## [YOUR OBJECTIVE]
Tell me how many lines in the data below hold the string "config", and say nothing else.

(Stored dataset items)
-- Opening Marker --
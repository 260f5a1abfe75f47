//! Instrument cluster core logic.
//!
//! This library holds the pure logic that runs unchanged on the host
//! and on target: distance integration, checkpoint policy, button
//! classification and display mode state, wired together by `Cluster`.
//!
//! Usage: `cargo test --lib` / `cargo test --test integration`
//!
//! Note: The embedded binary (main.rs, `embedded` feature) adds the
//! embassy runtime, GPIO polling and the flash-backed `storage::FlashStore`
//! on top of this library.

#![cfg_attr(not(test), no_std)]

// ═══════════════════════════════════════════════════════════════════════════
// Ambient modules
// ═══════════════════════════════════════════════════════════════════════════

#[macro_use]
mod log;

pub mod config;
pub mod error;

// ═══════════════════════════════════════════════════════════════════════════
// Cluster logic
// ═══════════════════════════════════════════════════════════════════════════

pub mod cluster;
pub mod odometer;
pub mod persistence;
pub mod readout;
pub mod storage;
pub mod ui;

pub use cluster::{Cluster, TickReport, TickSample};
pub use config::ClusterConfig;
pub use error::{Error, StorageError};
pub use persistence::{CheckpointCause, CheckpointRequest};
pub use ui::{Intent, UiState};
-- Closing Marker --
## [YOUR SOLUTION]
2